A few steps across that turf covered balance beam and I felt confident. I knew in my head that I had made a commitment and no matter how, I would cross that fallen tree trunk and prove to Karl, the kids, and myself that victory is for those who face their fears. While it wasn’t a pretty site to see me slowly put one foot in front of the other, I managed to make headway over the ravine and without looking down at the brook beneath, knew that I was almost to the other side.

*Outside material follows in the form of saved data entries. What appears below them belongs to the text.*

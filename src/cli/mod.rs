//! 命令行接口模块

pub mod args;

// 重新导出主要类型
pub use args::{default_config_path, Args, Commands, LogLevel};
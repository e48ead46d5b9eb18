//! 订阅者注册表
//!
//! 告警订阅者的动态注册表。成员变更（添加、清空）由外部事件驱动，
//! 分发组件每个周期只读取一次一致的快照。

use crate::notify::sender::Subscriber;
use async_trait::async_trait;
use tokio::sync::RwLock;
use tracing::info;

/// 订阅者注册表trait
#[async_trait]
pub trait SubscriberRegistry: Send + Sync {
    /// 获取当前订阅者快照
    ///
    /// # 返回
    /// * `Vec<Subscriber>` - 快照列表
    async fn list_subscribers(&self) -> Vec<Subscriber>;

    /// 添加订阅者
    ///
    /// # 参数
    /// * `subscriber` - 要添加的订阅者
    async fn add(&self, subscriber: Subscriber);

    /// 清空全部订阅者
    async fn clear(&self);
}

/// 内存订阅者注册表实现
#[derive(Default)]
pub struct InMemorySubscriberRegistry {
    /// 订阅者列表
    subscribers: RwLock<Vec<Subscriber>>,
}

impl InMemorySubscriberRegistry {
    /// 创建空的注册表
    pub fn new() -> Self {
        Self::default()
    }
}

#[async_trait]
impl SubscriberRegistry for InMemorySubscriberRegistry {
    async fn list_subscribers(&self) -> Vec<Subscriber> {
        self.subscribers.read().await.clone()
    }

    async fn add(&self, subscriber: Subscriber) {
        let mut subscribers = self.subscribers.write().await;
        if !subscribers.contains(&subscriber) {
            info!("添加告警订阅者: {}", subscriber.id);
            subscribers.push(subscriber);
        }
    }

    async fn clear(&self) {
        info!("清空告警订阅者列表");
        self.subscribers.write().await.clear();
    }
}
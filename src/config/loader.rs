//! 配置加载器实现
//!
//! 提供TOML配置文件解析、环境变量替换和错误处理功能

use crate::config::types::{validate_config, Config};
use crate::error::{ConfigError, Result};
use async_trait::async_trait;
use regex::Regex;
use std::path::Path;

/// 配置加载器trait，定义配置加载接口
#[async_trait]
pub trait ConfigLoader: Send + Sync {
    /// 从文件加载配置
    ///
    /// # 参数
    /// * `path` - 配置文件路径
    ///
    /// # 返回
    /// * `Result<Config>` - 加载的配置或错误
    async fn load_from_file<P: AsRef<Path> + Send>(&self, path: P) -> Result<Config>;

    /// 从字符串加载配置
    ///
    /// # 参数
    /// * `content` - 配置文件内容
    ///
    /// # 返回
    /// * `Result<Config>` - 加载的配置或错误
    async fn load_from_string(&self, content: &str) -> Result<Config>;

    /// 验证配置
    ///
    /// # 参数
    /// * `config` - 要验证的配置
    ///
    /// # 返回
    /// * `Result<()>` - 验证结果
    fn validate(&self, config: &Config) -> Result<()>;
}

/// TOML配置加载器实现
#[derive(Debug, Clone)]
pub struct TomlConfigLoader {
    /// 是否启用环境变量替换
    enable_env_substitution: bool,
}

impl TomlConfigLoader {
    /// 创建新的TOML配置加载器
    ///
    /// # 参数
    /// * `enable_env_substitution` - 是否启用环境变量替换
    ///
    /// # 返回
    /// * `Self` - 配置加载器实例
    pub fn new(enable_env_substitution: bool) -> Self {
        Self {
            enable_env_substitution,
        }
    }

    /// 替换字符串中的环境变量
    ///
    /// # 参数
    /// * `content` - 要处理的字符串
    ///
    /// # 返回
    /// * `Result<String>` - 替换后的字符串或错误
    fn substitute_env_vars(&self, content: &str) -> Result<String> {
        if !self.enable_env_substitution {
            return Ok(content.to_string());
        }

        // 匹配 ${VAR_NAME} 格式的环境变量
        let env_var_regex = Regex::new(r"\$\{([A-Za-z_][A-Za-z0-9_]*)\}")
            .map_err(|e| ConfigError::ParseError(format!("正则表达式错误: {}", e)))?;

        let mut result = content.to_string();

        for captures in env_var_regex.captures_iter(content) {
            let full_match = &captures[0];
            let var_name = &captures[1];

            match std::env::var(var_name) {
                Ok(value) => {
                    result = result.replace(full_match, &value);
                }
                Err(_) => {
                    return Err(ConfigError::EnvVarError {
                        var: var_name.to_string(),
                    }
                    .into());
                }
            }
        }

        Ok(result)
    }
}

impl Default for TomlConfigLoader {
    fn default() -> Self {
        Self::new(true)
    }
}

#[async_trait]
impl ConfigLoader for TomlConfigLoader {
    async fn load_from_file<P: AsRef<Path> + Send>(&self, path: P) -> Result<Config> {
        let path = path.as_ref();

        if !path.exists() {
            return Err(ConfigError::FileNotFound {
                path: path.display().to_string(),
            }
            .into());
        }

        let content = tokio::fs::read_to_string(path).await.map_err(|e| {
            ConfigError::ParseError(format!("读取配置文件失败 {}: {}", path.display(), e))
        })?;

        self.load_from_string(&content).await
    }

    async fn load_from_string(&self, content: &str) -> Result<Config> {
        let content = self.substitute_env_vars(content)?;

        let config: Config = toml::from_str(&content)
            .map_err(|e| ConfigError::ParseError(format!("TOML解析失败: {}", e)))?;

        self.validate(&config)?;

        Ok(config)
    }

    fn validate(&self, config: &Config) -> Result<()> {
        validate_config(config).map_err(|e| ConfigError::ValidationError(e).into())
    }
}
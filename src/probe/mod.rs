//! 探测模块
//!
//! 提供单目标探测、批量并发探测和探测结果类型

pub mod checker;
pub mod engine;
pub mod result;

// 重新导出主要类型
pub use checker::{HttpProber, Prober};
pub use engine::ProbeEngine;
pub use result::{ProbeResult, ProbeStatus, Target, TargetKey};
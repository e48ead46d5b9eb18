//! 存储协作方接口
//!
//! 目标与历史记录的持久化由外部存储负责，核心只消费这组契约。
//! 历史写入是尽力而为的记录，不与探测构成事务。

use crate::error::{Result, StorageError};
use crate::probe::{ProbeResult, Target};
use async_trait::async_trait;
use std::collections::HashMap;
use tokio::sync::RwLock;
use uuid::Uuid;

/// 目标存储trait，定义存储协作方接口
#[async_trait]
pub trait TargetStore: Send + Sync {
    /// 列出全部监控目标
    ///
    /// # 返回
    /// * `Result<Vec<Target>>` - 目标列表
    async fn list_targets(&self) -> Result<Vec<Target>>;

    /// 按ID获取目标
    ///
    /// # 参数
    /// * `id` - 目标ID
    ///
    /// # 返回
    /// * `Result<Target>` - 目标，不存在时返回错误
    async fn get_target(&self, id: Uuid) -> Result<Target>;

    /// 追加一批历史记录
    ///
    /// # 参数
    /// * `results` - 本周期的探测结果集
    ///
    /// # 返回
    /// * `Result<()>` - 写入结果
    async fn append_history(&self, results: &[ProbeResult]) -> Result<()>;
}

/// 内存目标存储实现（用于组装和测试）
#[derive(Default)]
pub struct InMemoryTargetStore {
    /// 目标表
    targets: RwLock<HashMap<Uuid, Target>>,
    /// 历史记录
    history: RwLock<Vec<ProbeResult>>,
}

impl InMemoryTargetStore {
    /// 创建空的内存存储
    pub fn new() -> Self {
        Self::default()
    }

    /// 使用初始目标列表创建内存存储
    pub async fn with_targets(targets: Vec<Target>) -> Self {
        let store = Self::new();
        for target in targets {
            store.add_target(target).await;
        }
        store
    }

    /// 添加目标
    ///
    /// # 参数
    /// * `target` - 要添加的目标
    pub async fn add_target(&self, target: Target) {
        self.targets.write().await.insert(target.id, target);
    }

    /// 移除目标
    pub async fn remove_target(&self, id: Uuid) {
        self.targets.write().await.remove(&id);
    }

    /// 获取历史记录条数
    pub async fn history_len(&self) -> usize {
        self.history.read().await.len()
    }

    /// 获取历史记录快照
    pub async fn history_snapshot(&self) -> Vec<ProbeResult> {
        self.history.read().await.clone()
    }
}

#[async_trait]
impl TargetStore for InMemoryTargetStore {
    async fn list_targets(&self) -> Result<Vec<Target>> {
        Ok(self.targets.read().await.values().cloned().collect())
    }

    async fn get_target(&self, id: Uuid) -> Result<Target> {
        self.targets
            .read()
            .await
            .get(&id)
            .cloned()
            .ok_or_else(|| StorageError::TargetNotFound { id }.into())
    }

    async fn append_history(&self, results: &[ProbeResult]) -> Result<()> {
        self.history.write().await.extend_from_slice(results);
        Ok(())
    }
}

When I reached the last eighth of the way, the bark had, in what I imagine was adolescent angst, split off from its parent trunk and remained only loosely attached. When I put my right foot down in that particular spot, the sole of my tennis shoes slipped off the bark and caused me immediate panic and instability. I gingerly found a spot for my foot to rest more securely and paused long enough to calculate my next move. I only had a few feet left to traverse before I would be on solid ground, but the question was how would I get there? I could have probably run, slipped and nearly slid to the other side. But instead, I chose to hunker down and get on all fours, grip the trunk with feet, knees and hands in order to guarantee my safety. As if I was being hunted by a bear and couldn’t make the slightest motion or sound I slowly bent over, crouched down and dug my fingers into the soft green moss for a grip that would ensure my safety. Behind me I heard cackles and giggles from Lucy and Peter who were extremely amused to see their grown mother act as if she were being hunted by a bear, knowing full well that she was not. Later, they would mimic my overly cautious stance by bending over, and moving to the ground at the pace of a chameleon. Once I was on all fours and felt more secure, I shuffled the rest of the way, broke through a large spider web and found myself solidly on the other side, jumping up and down with exquisite self-amusement, proud of myself and full of that terrifyingly awesome feeling in my belly.
I ran down the other side of the ravine, crossed the water and hiked backed up to where Karl and the kids were waiting. Lucy and Peter were jazzed and ready to go themselves. And while I had just accomplished what I felt to be a grand fete, I wasn’t so sure I wanted them to do the same. I looked over and saw Karl’s cautious face and asked him to step aside and have a conversation with me. He and I went back and forth over what would be best for the kids. He pointed out just how scared I had been and the slow motion hunkering down that happened at the end proved that it wasn’t exactly a walk in the park. I agreed, the task was hard for me, sure, but I still did it. I actually thought that maybe the kids should just try, get scared, return and thus elevate my status as a brave and daring mother goddess; one whom they should respect and listen to more often.
Karl and I were torn. Of course, we would never want any harm to come to our children. But I also don’t want to spare them some of the exhilaration and excitement that can come when you don’t let your fears silence, petrify and numb you like they have often done to me. So, we brainstormed some more (actually, argued quite a bit) until we stumbled on the idea that Karl is so tall that he could walk underneath the trunk and be there to catch them if they were to fall. While he didn’t want to get muddy and wet, he would rather be safe than sorry, so with that, he agreed to let them do it. Lucy and Peter heard the news and were thrilled, fighting over who got to go first.
And wouldn’t you know it, something that proved awkward and difficult for me, was like a game of hopscotch to them. They both took to the trunk and walked straight across never once stopping, looking down or back or cowering in their fear. They traversed that thing as if it were a grocery store parking lot curb. It was fascinating, humbling, exhilarating, and awesome to watch. Full commitment. Full success. And what was more…their sincerest pleasure was poking fun of me the rest of the day for making it look so difficult.